There are different zones in fire prone areas, what zone your property is in determines the restrictions around your build.
The bushfire attack level classified as ‘flame zone’ has the strongest regulations around what you can build.
Mr Anderson said building a fire resilient home could be expensive.
“How much a fireproof house costs, something liveable, you’re going to need a lot of dough,” he said.
Mr Anderson said most buildings were built to a standard that gives you enough time to remain safe.
“Depending on the rating, commercial buildings have to last 30 or anywhere up to 120 minutes and they’re designed to give you enough time to get out,” he said.
“And with a house in a bushfire area it’s the same sort of thing. It’s a building that’ll last long enough for the fire front to go through and for you to stay safe inside.”
Is having a bunker the solution?
India MacDonnell saved her house from a bushfire that hit Goongerah in East Gippsland, on New Year’s Eve.
The 19-year-old said she stayed and fought the fires with her father because they had the reassurance of a fire bunker.
“Having the bunker is one of the main reasons I felt safe enough to stay and protect our house alongside my Dad, who’s experienced at fighting fires,” she said.

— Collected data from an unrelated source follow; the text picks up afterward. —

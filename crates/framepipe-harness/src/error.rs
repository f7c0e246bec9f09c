use std::path::PathBuf;

use framepipe_channel::ChannelError;
use framepipe_frame::FrameError;

use crate::config::ConfigError;

/// Errors that can occur while building or running producer/consumer pairs.
#[derive(Debug, thiserror::Error)]
pub enum HarnessError {
    /// A frame could not be built or read.
    #[error("frame error: {0}")]
    Frame(#[from] FrameError),

    /// The channel between a producer and its consumer failed.
    #[error("channel error: {0}")]
    Channel(#[from] ChannelError),

    /// A descriptor or config file was rejected.
    #[error("configuration error: {0}")]
    Config(#[from] ConfigError),

    /// A payload file or sink file could not be read or written.
    #[error("storage error on {path}: {source}")]
    Storage {
        path: PathBuf,
        #[source]
        source: std::io::Error,
    },

    /// A spawned task ended without returning a result.
    #[error("task {name} aborted: {message}")]
    TaskAborted { name: String, message: String },
}

impl HarnessError {
    pub(crate) fn storage(path: impl Into<PathBuf>, source: std::io::Error) -> Self {
        HarnessError::Storage {
            path: path.into(),
            source,
        }
    }
}

pub type Result<T> = std::result::Result<T, HarnessError>;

“Most of the time I knew it was probably around 10 metres away from me. And just having that option, that if I needed to retreat and save myself rather than the house, it was there and I knew I would survive. We had baked beans, tuna, water and first aid inside.”
Ms MacDonnell said when her family first got a fire bunker, it seemed extreme.
“It felt bizarre at first, but then it felt normal,” she said.
“You can’t always predict what will happen with fire.
“Even if you would choose to leave usually, if something happens quickly, having a bunker, if you get caught out, could save lives.”
Melbourne architect Sheena Bagley helped design a house next to a New South Wales national park, which fell within the highest bushfire danger building zone, called a ‘flame zone’.
“With a ‘flame zone’ everything has to be considered. So we wrapped the house in firecrunch, which is fibre cement sheet, then we used a timber look cladding made out of aluminium,” she said.
“There can be no space that can allow any ember to get in. Windows and any opening have to have a metal shutter.
“I would agree you can’t say a house can be 100 per cent fireproof but it can be resilient. A 100 per cent fireproof house might have to be basically a bunker.”
While building a liveable, fireproof house has its challenges, what experts say is home designs will change with the frequency of bushfire events.
Mr Leonard said house designs would inevitably become more fire resistant.
“It will become more popular to have houses that are inherently resistant to bushfire, and when this happens you’ll see the price become more realistic in the market,” he said.